10 Things for the Week of March 10 - 16
8 March 2013
Albert Einstein once said that, "[t]he most beautiful experience we can experience is the mysterious. It is the source of all true art and science ..."
Mysteries, questions and the search for answers drive technology. This week you will not only be able to view a comet (a space object that was once considered very mysterious), but also remember many anniversaries of discoveries, inventions and people that have changed the way we interact with our world and other worlds within our solar system.
1. COMET PANSTARRS
Comet PANSTARRS will grace the sunset skies this week. It is indeterminate whether this comet will make a good show, but comets can be quite the showstoppers. So go on out at sunset and look to the western horizon for a view of this space wonder. (March 10th, 12th and 13th are all listed as good days to view the comet.)
2. COMET HALLEY
A true showstopper visited Earth back in 1986. Comet Halley returns to Earth every 76 years, and on March 14th we will celebrate 27 years since the Giotto spacecraft encountered and imaged this comet. Giotto, Europe's first deep space mission, was a resounding success. Giotto survived an intense battering as it closed in to a then-record of 605 km (376 miles) from the comet's core and sent back about 2,000 images.
3. TECHNOLOGY TESTER
Monday, March 11th marks the 53rd anniversary of the launch of Pioneer 5. Pioneer 5 was a technology test mission, which was also sent to confirm scientists' theories of an interplanetary magnetic field.
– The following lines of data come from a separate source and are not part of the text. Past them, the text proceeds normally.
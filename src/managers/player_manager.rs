//! Owns every clone and aggregates players/teams into them (spec §3 P,
//! §4.2 `PlayerManager`).

use std::collections::HashMap;

use glam::Vec2;

use crate::config::PlayerConfig;
use crate::entity::CloneBall;
use crate::geometry::Border;
use crate::ids::{BallId, BallIdAllocator, PlayerId, TeamId};

/// A player owns an ordered set of clone cells. Team membership is fixed at
/// creation.
#[derive(Debug, Clone)]
pub struct Player {
    pub id: PlayerId,
    pub team: TeamId,
    pub cells: Vec<BallId>,
}

impl Player {
    /// Total size across every owned cell.
    pub fn total_size(&self, clones: &HashMap<BallId, CloneBall>) -> f32 {
        self.cells.iter().filter_map(|id| clones.get(id)).map(|c| c.data.s).sum()
    }
}

/// A fixed set of players. Score is the sum of its players' total sizes.
#[derive(Debug, Clone)]
pub struct Team {
    pub id: TeamId,
    pub players: Vec<PlayerId>,
}

#[derive(Debug)]
pub struct PlayerManager {
    clones: HashMap<BallId, CloneBall>,
    players: HashMap<PlayerId, Player>,
    teams: HashMap<TeamId, Team>,
    player_order: Vec<PlayerId>,
    team_order: Vec<TeamId>,
}

impl PlayerManager {
    /// Create the fixed player/team roster. Membership never changes after
    /// this (spec §3 "Team membership fixed at creation").
    pub fn new(team_num: u32, player_num_per_team: u32) -> Self {
        let mut players = HashMap::new();
        let mut teams = HashMap::new();
        let mut player_order = Vec::new();
        let mut team_order = Vec::new();
        let mut next_player = 0u32;
        for t in 0..team_num {
            let team_id = TeamId(t);
            let mut roster = Vec::new();
            for _ in 0..player_num_per_team {
                let pid = PlayerId(next_player);
                next_player += 1;
                players.insert(pid, Player { id: pid, team: team_id, cells: Vec::new() });
                player_order.push(pid);
                roster.push(pid);
            }
            teams.insert(team_id, Team { id: team_id, players: roster });
            team_order.push(team_id);
        }
        Self { clones: HashMap::new(), players, teams, player_order, team_order }
    }

    pub fn player_ids(&self) -> &[PlayerId] {
        &self.player_order
    }

    pub fn team_ids(&self) -> &[TeamId] {
        &self.team_order
    }

    pub fn player(&self, id: PlayerId) -> Option<&Player> {
        self.players.get(&id)
    }

    pub fn team(&self, id: TeamId) -> Option<&Team> {
        self.teams.get(&id)
    }

    pub fn clone_ball(&self, id: BallId) -> Option<&CloneBall> {
        self.clones.get(&id)
    }

    pub fn clone_ball_mut(&mut self, id: BallId) -> Option<&mut CloneBall> {
        self.clones.get_mut(&id)
    }

    pub fn all_clones(&self) -> impl Iterator<Item = &CloneBall> {
        self.clones.values()
    }

    /// Raw backing store, for aggregation helpers like `Player::total_size`.
    pub fn clones_map(&self) -> &HashMap<BallId, CloneBall> {
        &self.clones
    }

    pub fn all_clones_mut(&mut self) -> impl Iterator<Item = &mut CloneBall> {
        self.clones.values_mut()
    }

    /// Number of cells the owner of `cell` currently has (spec §4.2).
    pub fn clone_count(&self, cell: BallId) -> usize {
        self.clones
            .get(&cell)
            .and_then(|c| self.players.get(&c.owner))
            .map(|p| p.cells.len())
            .unwrap_or(0)
    }

    pub fn clone_count_for(&self, owner: PlayerId) -> usize {
        self.players.get(&owner).map(|p| p.cells.len()).unwrap_or(0)
    }

    /// Insert a clone cell, registering it with its owner.
    pub fn add_clone(&mut self, cell: CloneBall) {
        let owner = cell.owner;
        let id = cell.data.id;
        self.clones.insert(id, cell);
        if let Some(player) = self.players.get_mut(&owner) {
            player.cells.push(id);
        }
    }

    /// Remove a clone cell from both the store and its owner's cell list.
    pub fn remove_clone(&mut self, id: BallId) -> Option<CloneBall> {
        let removed = self.clones.remove(&id);
        if let Some(cell) = &removed {
            if let Some(player) = self.players.get_mut(&cell.owner) {
                player.cells.retain(|c| *c != id);
            }
        }
        removed
    }

    /// Spawn every player at `radius_init` at a random valid position (used
    /// by `init()`/`reset()`).
    pub fn spawn_all(&mut self, cfg: &PlayerConfig, border: &Border, rng: &mut crate::rng::SimRng, ids: &BallIdAllocator) {
        self.clones.clear();
        for player in self.players.values_mut() {
            player.cells.clear();
        }
        let player_ids: Vec<PlayerId> = self.player_order.clone();
        for pid in player_ids {
            let team = self.players.get(&pid).unwrap().team;
            let position = border.sample(rng);
            let cell = CloneBall::new(ids.next(), pid, team, position, cfg.radius_init);
            self.add_clone(cell);
        }
    }

    /// Respawn any player with zero cells as one new cell (spec §3
    /// lifecycle: "when a player has zero cells it is immediately
    /// respawned as one new cell").
    pub fn respawn_empty(&mut self, cfg: &PlayerConfig, border: &Border, rng: &mut crate::rng::SimRng, ids: &BallIdAllocator) {
        let empties: Vec<PlayerId> = self
            .player_order
            .iter()
            .copied()
            .filter(|pid| self.players.get(pid).map(|p| p.cells.is_empty()).unwrap_or(false))
            .collect();
        for pid in empties {
            let team = self.players.get(&pid).unwrap().team;
            let position = border.sample(rng);
            let cell = CloneBall::new(ids.next(), pid, team, position, cfg.radius_init);
            tracing::debug!(player = pid.0, "respawned with zero cells");
            self.add_clone(cell);
        }
    }

    /// Rigid-body separation (for cells younger than `recombine_age`) and
    /// same-owner fusion (for cells at or past `recombine_age` that
    /// overlap), run once per tick after kinematics and before collision
    /// detection (spec §4.2 `adjust()`).
    pub fn adjust(&mut self, cfg: &PlayerConfig, border: &Border) {
        let player_ids: Vec<PlayerId> = self.player_order.clone();
        for pid in player_ids {
            let cell_ids = match self.players.get(&pid) {
                Some(p) if p.cells.len() >= 2 => p.cells.clone(),
                _ => continue,
            };

            let mut cells: Vec<CloneBall> =
                cell_ids.iter().filter_map(|id| self.clones.remove(id)).collect();

            loop {
                let mut fused = false;
                'pairs: for i in 0..cells.len() {
                    for j in (i + 1)..cells.len() {
                        let delta = cells[j].data.position - cells[i].data.position;
                        let dist = delta.length();
                        let overlap = (cells[i].data.r + cells[j].data.r) - dist;
                        if overlap <= 0.0 {
                            continue;
                        }

                        let can_fuse =
                            cells[i].age >= cfg.recombine_age && cells[j].age >= cfg.recombine_age;
                        if can_fuse {
                            let (keep, drop) = if cells[i].data.s >= cells[j].data.s {
                                (i, j)
                            } else {
                                (j, i)
                            };
                            let drop_size = cells[drop].data.s;
                            cells[keep].data.ingest(drop_size);
                            cells.remove(drop);
                            fused = true;
                            break 'pairs;
                        }

                        let push_dir = if dist > 1e-6 { delta / dist } else { Vec2::X };
                        let correction = push_dir * (overlap / 2.0);
                        cells[i].data.position -= correction;
                        cells[j].data.position += correction;
                        cells[i].data.position =
                            border.clamp_disc(cells[i].data.position, cells[i].data.r);
                        cells[j].data.position =
                            border.clamp_disc(cells[j].data.position, cells[j].data.r);
                    }
                }
                if !fused {
                    break;
                }
            }

            let remaining_ids: Vec<BallId> = cells.iter().map(|c| c.data.id).collect();
            for cell in cells {
                self.clones.insert(cell.data.id, cell);
            }
            if let Some(player) = self.players.get_mut(&pid) {
                player.cells = remaining_ids;
            }
        }
    }
}
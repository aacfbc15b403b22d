//! Read-only world views handed to collaborators (spec §6 `snapshot()`).
//! Plain serde-serializable data — no wire encoding, no rendering logic.

use std::collections::BTreeMap;

use glam::Vec2;
use serde::Serialize;

use crate::entity::BallKind;
use crate::ids::{BallId, PlayerId, TeamId};

/// World-wide state: border size, match clock, per-team leaderboard.
/// `leaderboard` is a `BTreeMap` (not a hash map) so it serializes in a
/// fixed key order — a `Server` snapshot must be byte-for-byte reproducible
/// for a given seed and action stream.
#[derive(Debug, Clone, Serialize)]
pub struct GlobalView {
    pub border: [f32; 2],
    pub total_time: f32,
    pub last_time: f32,
    pub leaderboard: BTreeMap<TeamId, f32>,
}

/// One body as seen by a viewer: enough to render or encode an observation.
#[derive(Debug, Clone, Copy, Serialize)]
pub struct BallView {
    pub id: BallId,
    pub kind: BallKind,
    pub owner: Option<PlayerId>,
    pub team: Option<TeamId>,
    pub position: Vec2,
    pub r: f32,
    pub velocity: Vec2,
}

/// One player's field of view: every body within their visible rectangle.
#[derive(Debug, Clone, Serialize)]
pub struct PlayerView {
    pub player_id: PlayerId,
    /// `[min_x, min_y, max_x, max_y]`, centered on the player's cells.
    pub rect: [f32; 4],
    pub balls: Vec<BallView>,
}

#[derive(Debug, Clone, Serialize)]
pub struct Snapshot {
    pub global: GlobalView,
    pub per_player: BTreeMap<PlayerId, PlayerView>,
}

/// Whether `position` lies within `rect = [min_x, min_y, max_x, max_y]`.
pub(crate) fn rect_contains(rect: [f32; 4], position: Vec2) -> bool {
    position.x >= rect[0] && position.x <= rect[2] && position.y >= rect[1] && position.y <= rect[3]
}

/// The visible-rectangle size is unspecified by the data model beyond "the
/// player's visible rectangle"; we grow it with the player's total size
/// (more mass, more camera pull-back, matching the original game's feel)
/// and center it on the size-weighted centroid of the player's cells.
pub(crate) fn view_rect(center: Vec2, total_size: f32, border_w: f32, border_h: f32) -> [f32; 4] {
    const BASE_HALF_EXTENT: f32 = 250.0;
    const GROWTH: f32 = 6.0;
    let half = BASE_HALF_EXTENT + total_size.sqrt() * GROWTH;
    let half_w = half.min(border_w / 2.0).max(1.0);
    let half_h = half.min(border_h / 2.0).max(1.0);
    [center.x - half_w, center.y - half_h, center.x + half_w, center.y + half_h]
}
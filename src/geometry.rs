//! 2D vectors (via `glam`), circle math, and the world border rectangle.

use glam::Vec2;
use rand::Rng;

use crate::rng::SimRng;

/// The rectangular playing field, `[0, width] x [0, height]` (matches the
/// original GoBigger server's `Border(0, 0, map_width, map_height)`
/// convention rather than the teacher's origin-centered border).
#[derive(Debug, Clone, Copy)]
pub struct Border {
    pub min_x: f32,
    pub min_y: f32,
    pub max_x: f32,
    pub max_y: f32,
}

impl Border {
    pub fn new(width: f32, height: f32) -> Self {
        Self { min_x: 0.0, min_y: 0.0, max_x: width, max_y: height }
    }

    #[inline]
    pub fn width(&self) -> f32 {
        self.max_x - self.min_x
    }

    #[inline]
    pub fn height(&self) -> f32 {
        self.max_y - self.min_y
    }

    /// Sample a uniformly random point within the border (used for food and
    /// thorn spawn positions).
    pub fn sample(&self, rng: &mut SimRng) -> Vec2 {
        let r = rng.inner();
        Vec2::new(
            r.random_range(self.min_x..=self.max_x),
            r.random_range(self.min_y..=self.max_y),
        )
    }

    /// Clamp a disc of the given radius so it lies entirely within the
    /// border. No reflection — a simple position clamp (spec §4.1).
    #[inline]
    pub fn clamp_disc(&self, position: Vec2, radius: f32) -> Vec2 {
        Vec2::new(
            position.x.clamp(self.min_x + radius, (self.max_x - radius).max(self.min_x + radius)),
            position.y.clamp(self.min_y + radius, (self.max_y - radius).max(self.min_y + radius)),
        )
    }

    /// Whether a disc of the given radius lies entirely within the border.
    #[inline]
    pub fn contains_disc(&self, position: Vec2, radius: f32) -> bool {
        position.x - radius >= self.min_x - 1e-3
            && position.x + radius <= self.max_x + 1e-3
            && position.y - radius >= self.min_y - 1e-3
            && position.y + radius <= self.max_y + 1e-3
    }
}

/// Whether two discs overlap: `‖p_a - p_b‖ < r_a + r_b` (spec §4.3).
#[inline]
pub fn discs_overlap(pos_a: Vec2, r_a: f32, pos_b: Vec2, r_b: f32) -> bool {
    pos_a.distance_squared(pos_b) < (r_a + r_b) * (r_a + r_b)
}

/// A velocity impulse that decays linearly to zero over a fixed duration.
/// Shared by spore travel, thorn post-impact momentum, clone split boosts,
/// and clone stop-deceleration (spec §4.1).
#[derive(Debug, Clone, Copy)]
pub struct LinearDecay {
    pub direction: Vec2,
    initial_speed: f32,
    total_time: f32,
    elapsed: f32,
}

impl LinearDecay {
    pub fn new(direction: Vec2, initial_speed: f32, total_time: f32) -> Self {
        let direction = if direction == Vec2::ZERO { Vec2::X } else { direction.normalize() };
        Self { direction, initial_speed, total_time: total_time.max(1e-6), elapsed: 0.0 }
    }

    /// Current speed (magnitude), linearly interpolated down to zero.
    #[inline]
    pub fn speed(&self) -> f32 {
        (self.initial_speed * (1.0 - self.elapsed / self.total_time)).max(0.0)
    }

    /// Current velocity vector.
    #[inline]
    pub fn velocity(&self) -> Vec2 {
        self.direction * self.speed()
    }

    /// Advance the decay clock; returns true once fully decayed.
    #[inline]
    pub fn tick(&mut self, dt: f32) -> bool {
        self.elapsed += dt;
        self.speed() <= 0.0
    }
}

#[cfg(test)]
mod tests {
    use super::*;

    #[test]
    fn border_clamps_disc_inside() {
        let border = Border::new(100.0, 100.0);
        let clamped = border.clamp_disc(Vec2::new(-10.0, 5.0), 4.0);
        assert!(border.contains_disc(clamped, 4.0));
    }

    #[test]
    fn discs_overlap_detects_touching_and_separated() {
        assert!(discs_overlap(Vec2::ZERO, 5.0, Vec2::new(8.0, 0.0), 5.0));
        assert!(!discs_overlap(Vec2::ZERO, 5.0, Vec2::new(20.0, 0.0), 5.0));
    }

    #[test]
    fn linear_decay_reaches_zero() {
        let mut decay = LinearDecay::new(Vec2::X, 30.0, 1.0);
        assert!((decay.speed() - 30.0).abs() < 1e-4);
        for _ in 0..10 {
            decay.tick(0.1);
        }
        assert!(decay.speed() <= 1e-3);
    }
}
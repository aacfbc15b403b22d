//! Collision resolution: the dispatch table of spec §4.4, run once per
//! state-tick after the collision index has produced candidate pairs.
//!
//! Grounded on the teacher's `process_collisions`/`deal_with_collision`
//! shape and GoBigger's `Server::deal_with_collision` (`original_source/`).
//! Symmetric kind pairs (e.g. a moving Spore hitting a Clone, vs. the Clone
//! itself being the mover) are unified into one outcome regardless of which
//! side appears first in the moving list.

use std::f32::consts::TAU;

use glam::Vec2;
use rand::Rng;

use crate::config::Config;
use crate::entity::BallKind;
use crate::geometry::Border;
use crate::entity::CloneBall;
use crate::ids::{BallId, BallIdAllocator, PlayerId};
use crate::managers::{FoodManager, PlayerManager, SporeManager, ThornManager};
use crate::rng::SimRng;

/// Bundles every manager the rules engine needs to mutate, so it never has
/// to import a manager's internals directly (spec §9 design note: expose a
/// uniform removal capability rather than coupling the engine to manager
/// types).
pub struct RuleContext<'a> {
    pub food: &'a mut FoodManager,
    pub spore: &'a mut SporeManager,
    pub thorn: &'a mut ThornManager,
    pub player: &'a mut PlayerManager,
    pub cfg: &'a Config,
    pub rng: &'a mut SimRng,
    pub ids: &'a BallIdAllocator,
    pub border: &'a Border,
}

#[derive(Debug, Clone, Copy)]
struct Snapshot {
    kind: BallKind,
    size: f32,
    r: f32,
    position: Vec2,
}

fn snapshot(ctx: &RuleContext, id: BallId) -> Option<Snapshot> {
    if let Some(b) = ctx.food.get(id) {
        return Some(Snapshot { kind: BallKind::Food, size: b.data.s, r: b.data.r, position: b.data.position });
    }
    if let Some(b) = ctx.spore.get(id) {
        return Some(Snapshot { kind: BallKind::Spore, size: b.data.s, r: b.data.r, position: b.data.position });
    }
    if let Some(b) = ctx.thorn.get(id) {
        return Some(Snapshot { kind: BallKind::Thorn, size: b.data.s, r: b.data.r, position: b.data.position });
    }
    if let Some(b) = ctx.player.clone_ball(id) {
        return Some(Snapshot { kind: BallKind::Clone, size: b.data.s, r: b.data.r, position: b.data.position });
    }
    None
}

/// Run the rules engine over every moving body and its candidate pair list
/// (spec §4.4, §4.7 step 5). `moving_ids` must already be sorted
/// size-descending with id-ascending tiebreak (spec §9 "Ordering") —
/// `pairs[i]` lists the candidates for `moving_ids[i]`.
pub fn resolve_tick(ctx: &mut RuleContext, moving_ids: &[BallId], pairs: &[Vec<BallId>]) {
    for (i, &a_id) in moving_ids.iter().enumerate() {
        // `a_id` may already have been eaten by an earlier (larger) moving
        // body processed this same tick; a vanished id is our removed flag.
        if snapshot(ctx, a_id).is_none() {
            continue;
        }
        for &b_id in &pairs[i] {
            if a_id == b_id {
                continue;
            }
            let (Some(a), Some(b)) = (snapshot(ctx, a_id), snapshot(ctx, b_id)) else {
                continue;
            };
            dispatch(ctx, a_id, a, b_id, b);
            // `a` may have grown (ingestion); if it no longer exists at all
            // (e.g. consumed by its own Thorn explosion, which keeps its
            // id, so this cannot happen today but costs nothing to guard)
            // stop processing further targets for it.
            if snapshot(ctx, a_id).is_none() {
                break;
            }
        }
    }
}

fn dispatch(ctx: &mut RuleContext, a_id: BallId, a: Snapshot, b_id: BallId, b: Snapshot) {
    use BallKind::*;
    match (a.kind, b.kind) {
        (Clone, Clone) => clone_vs_clone(ctx, a_id, a, b_id, b),
        (Clone, Food) => clone_eats_food(ctx, a_id, b_id),
        (Food, Clone) => clone_eats_food(ctx, b_id, a_id),
        (Clone, Spore) => clone_eats_spore(ctx, a_id, b_id),
        (Spore, Clone) => clone_eats_spore(ctx, b_id, a_id),
        (Clone, Thorn) => clone_vs_thorn(ctx, a_id, a, b_id, b),
        (Thorn, Clone) => clone_vs_thorn(ctx, b_id, b, a_id, a),
        (Thorn, Spore) => thorn_eats_spore(ctx, a_id, b_id),
        (Spore, Thorn) => thorn_eats_spore(ctx, b_id, a_id),
        _ => {}
    }
}

fn clone_vs_clone(ctx: &mut RuleContext, a_id: BallId, a: Snapshot, b_id: BallId, b: Snapshot) {
    let a_owner = ctx.player.clone_ball(a_id).map(|c| c.owner);
    let b_owner = ctx.player.clone_ball(b_id).map(|c| c.owner);
    let (Some(a_owner), Some(b_owner)) = (a_owner, b_owner) else { return };
    if a_owner == b_owner {
        // Same-owner overlap is handled exclusively by `PlayerManager::adjust`.
        return;
    }
    let a_team = ctx.player.clone_ball(a_id).map(|c| c.team);
    let b_team = ctx.player.clone_ball(b_id).map(|c| c.team);

    // Larger eats smaller; ties broken by lower BallId (spec's id-ascending
    // tiebreak convention, applied here for determinism).
    let (winner_id, loser_id, loser_owner) = if a.size > b.size {
        (a_id, b_id, b_owner)
    } else if b.size > a.size {
        (b_id, a_id, a_owner)
    } else if a_id.0 < b_id.0 {
        (a_id, b_id, b_owner)
    } else {
        (b_id, a_id, a_owner)
    };

    if a_team == b_team {
        // Same team, different owner: only eat if it would not empty the
        // loser's roster outright (spec §4.4).
        if ctx.player.clone_count_for(loser_owner) <= 1 {
            return;
        }
    }

    let loser_size = match ctx.player.clone_ball(loser_id) {
        Some(c) => c.data.s,
        None => return,
    };
    ctx.player.remove_clone(loser_id);
    if let Some(winner) = ctx.player.clone_ball_mut(winner_id) {
        winner.data.ingest(loser_size);
    }
}

fn clone_eats_food(ctx: &mut RuleContext, clone_id: BallId, food_id: BallId) {
    let Some(food) = ctx.food.remove(food_id) else { return };
    if let Some(clone) = ctx.player.clone_ball_mut(clone_id) {
        clone.data.ingest(food.data.s);
    }
}

fn clone_eats_spore(ctx: &mut RuleContext, clone_id: BallId, spore_id: BallId) {
    let Some(spore) = ctx.spore.remove(spore_id) else { return };
    if let Some(clone) = ctx.player.clone_ball_mut(clone_id) {
        clone.data.ingest(spore.data.s);
    }
}

fn thorn_eats_spore(ctx: &mut RuleContext, thorn_id: BallId, spore_id: BallId) {
    let Some(spore) = ctx.spore.remove(spore_id) else { return };
    let direction = if spore.data.velocity.length_squared() > 1e-8 {
        spore.data.velocity.normalize()
    } else {
        Vec2::X
    };
    let Some(thorn) = ctx.thorn.get_mut(thorn_id) else { return };
    thorn.data.ingest(spore.data.s);
    thorn.absorb_spore_momentum(
        direction,
        ctx.cfg.thorn.eat_spore_vel_init,
        ctx.cfg.thorn.vel_max,
        ctx.cfg.thorn.eat_spore_vel_zero_time,
    );
}

fn clone_vs_thorn(ctx: &mut RuleContext, clone_id: BallId, clone: Snapshot, thorn_id: BallId, thorn: Snapshot) {
    if clone.size <= thorn.size {
        return;
    }
    // Center-hit discipline (spec §4.4): the thorn's center must lie inside
    // the clone's disc, not merely overlap its rim.
    if clone.position.distance(thorn.position) > clone.r {
        return;
    }

    let owner = match ctx.player.clone_ball(clone_id) {
        Some(c) => c.owner,
        None => return,
    };
    ctx.thorn.remove(thorn_id);

    let cells_before = ctx.player.clone_count_for(owner);
    if cells_before >= ctx.cfg.player.part_num_max {
        // No room to split: plain ingestion.
        if let Some(c) = ctx.player.clone_ball_mut(clone_id) {
            c.data.ingest(thorn.size);
        }
        return;
    }

    if let Some(c) = ctx.player.clone_ball_mut(clone_id) {
        c.data.ingest(thorn.size);
    }
    explode(ctx, clone_id, owner, cells_before);
}

/// Split a clone into up to `on_thorns_part_num` children after it eats a
/// thorn (spec §4.6). The clone keeps its id and remains the largest child;
/// excess mass beyond what the remaining children can hold (bounded by
/// `on_thorns_part_radius_max` and by `part_num_max`) stays with it.
fn explode(ctx: &mut RuleContext, clone_id: BallId, owner: PlayerId, cells_before: usize) {
    let cfg = &ctx.cfg.player;
    let max_children = cfg.part_num_max.saturating_sub(cells_before.saturating_sub(1)).max(1);
    let children_count = cfg.on_thorns_part_num.min(max_children).max(1);

    let (position, total_size, team) = match ctx.player.clone_ball(clone_id) {
        Some(c) => (c.data.position, c.data.s, c.team),
        None => return,
    };

    if children_count <= 1 {
        return;
    }

    let max_child_size = cfg.on_thorns_part_radius_max * cfg.on_thorns_part_radius_max;
    let even_share = total_size / children_count as f32;
    let (new_child_size, eater_size) = if even_share <= max_child_size {
        (even_share, even_share)
    } else {
        let new_child_size = max_child_size;
        let eater_size = total_size - new_child_size * (children_count - 1) as f32;
        (new_child_size, eater_size)
    };

    let base_angle = ctx.rng.inner().random_range(0.0..TAU);
    for k in 0..children_count {
        let angle = base_angle + (k as f32) * TAU / (children_count as f32);
        let dir = Vec2::new(angle.cos(), angle.sin());
        let size = if k == 0 { eater_size } else { new_child_size };
        let r = size.sqrt();
        let pos = ctx.border.clamp_disc(position + dir * r, r);

        if k == 0 {
            if let Some(c) = ctx.player.clone_ball_mut(clone_id) {
                c.data.position = pos;
                c.data.set_size(size);
                c.age = 0.0;
                c.set_split_boost(dir, cfg.split_vel_init, cfg.split_vel_zero_time);
            }
        } else {
            let mut child = CloneBall::new(ctx.ids.next(), owner, team, pos, r);
            child.set_split_boost(dir, cfg.split_vel_init, cfg.split_vel_zero_time);
            ctx.player.add_clone(child);
        }
    }
}

#[cfg(test)]
mod tests {
    use super::*;
    use crate::config::Config;
    use crate::entity::{CloneBall, FoodBall};
    use crate::ids::{BallIdAllocator, PlayerId, TeamId};
    use crate::rng::SimRng;

    fn ctx_harness() -> (FoodManager, SporeManager, ThornManager, PlayerManager, Config, SimRng, BallIdAllocator, Border) {
        (
            FoodManager::new(),
            SporeManager::new(),
            ThornManager::new(),
            PlayerManager::new(1, 2),
            Config::default(),
            SimRng::new(42),
            BallIdAllocator::new(),
            Border::new(1000.0, 1000.0),
        )
    }

    #[test]
    fn clone_eats_food_grows_and_removes_food() {
        let (mut food, mut spore, mut thorn, mut player, cfg, mut rng, ids, border) = ctx_harness();
        let clone_id = ids.next();
        player.add_clone(CloneBall::new(clone_id, PlayerId(0), TeamId(0), Vec2::new(10.0, 10.0), 10.0));
        let food_id = ids.next();
        food.add(FoodBall::new(food_id, Vec2::new(10.0, 10.0), 2.0));
        let before = player.clone_ball(clone_id).unwrap().data.s;

        let mut ctx = RuleContext { food: &mut food, spore: &mut spore, thorn: &mut thorn, player: &mut player, cfg: &cfg, rng: &mut rng, ids: &ids, border: &border };
        clone_eats_food(&mut ctx, clone_id, food_id);

        assert!(ctx.food.get(food_id).is_none());
        assert!(player.clone_ball(clone_id).unwrap().data.s > before);
    }

    #[test]
    fn same_owner_clones_are_never_eaten_by_rules_engine() {
        let (mut food, mut spore, mut thorn, mut player, cfg, mut rng, ids, border) = ctx_harness();
        let a = ids.next();
        let b = ids.next();
        player.add_clone(CloneBall::new(a, PlayerId(0), TeamId(0), Vec2::new(0.0, 0.0), 20.0));
        player.add_clone(CloneBall::new(b, PlayerId(0), TeamId(0), Vec2::new(5.0, 0.0), 5.0));

        let mut ctx = RuleContext { food: &mut food, spore: &mut spore, thorn: &mut thorn, player: &mut player, cfg: &cfg, rng: &mut rng, ids: &ids, border: &border };
        let snap_a = snapshot(&ctx, a).unwrap();
        let snap_b = snapshot(&ctx, b).unwrap();
        clone_vs_clone(&mut ctx, a, snap_a, b, snap_b);

        assert!(player.clone_ball(a).is_some());
        assert!(player.clone_ball(b).is_some());
    }

    #[test]
    fn small_team_mate_cell_survives_if_it_would_empty_owner() {
        let (mut food, mut spore, mut thorn, mut player, cfg, mut rng, ids, border) = ctx_harness();
        // player 0 and player 1 are on the same team (player_num_per_team=2).
        let big = ids.next();
        let small = ids.next();
        player.add_clone(CloneBall::new(big, PlayerId(0), TeamId(0), Vec2::new(0.0, 0.0), 20.0));
        player.add_clone(CloneBall::new(small, PlayerId(1), TeamId(0), Vec2::new(5.0, 0.0), 5.0));

        let mut ctx = RuleContext { food: &mut food, spore: &mut spore, thorn: &mut thorn, player: &mut player, cfg: &cfg, rng: &mut rng, ids: &ids, border: &border };
        let snap_big = snapshot(&ctx, big).unwrap();
        let snap_small = snapshot(&ctx, small).unwrap();
        clone_vs_clone(&mut ctx, big, snap_big, small, snap_small);

        // player 1's only cell: eating is suppressed.
        assert!(player.clone_ball(small).is_some());
    }
}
It was the findings of Pioneer 5 that led to the success of Pioneers 10 and 11 -- the first missions to the outer solar system, and the first spacecraft to visit gas giants Jupiter and Saturn.
4. PLANET PREDICTOR
March 11th is also the 202nd birthday of Urbain Le Verrier (1811-1877). Le Verrier was the mathematician responsible for the discovery of Neptune by predicting the position of the planet. Neptune was the first planet located through mathematical predictions rather than through regular observations of the sky.
"The creative principle [of science] resides in mathematics." -- Albert Einstein
5. TELESCOPIC FINDING
Wednesday, March 13th is the 232nd anniversary of William Herschel's discovery of the planet Uranus: Uranus was the first planet found with the help of a telescope.
6. E = MC2
Thursday, March 14th would have been the 134th birthday of Albert Einstein (1879-1955). Where would we be without Albert Einstein and his theories of relativity? It was through the genius of Einstein that we now have TVs, lasers, GPS systems, remote controls, digital cameras, solar cells and so much more.
7. HiRISE TO THE OCCASION
Speaking of cameras, it has been seven years (Sunday, March 10th) since Mars Reconnaissance Orbiter, with its High Resolution Imaging Science Experiment (HiRISE) camera, began orbiting Mars. The beautiful pictures that HiRISE sends back to Earth have revolutionized our view of the dusty red planet to one of varied landscapes, features and colors.
8. GRAVITATIONAL ASSIST
On Saturday, March 16th, it will have been 38 years since Mariner 10 flew by innermost planet Mercury. Gravity may not be responsible for people falling in love, but it was responsible for getting pioneering spacecraft Mariner 10 to the planet Mercury. Mariner 10 was the first spacecraft to reach one planet by using the gravity of another planet (in this case, Venus) to alter its speed and trajectory. This has become an extremely important technique.
"Gravitation is not responsible for people falling in love." -- Albert Einstein
Robert Goddard, who is known as the father of modern rocketry (and who was a contemporary of Albert Einstein), launched his first liquid fueled rocket 87 years ago this week (March 16th).
"Every vision is a joke until the first man accomplishes it; once realized, it becomes commonplace." -- Robert Goddard
10. FUN FACT
In 1876 (on March 10th) the first telephone call was placed by its inventor Alexander Graham Bell.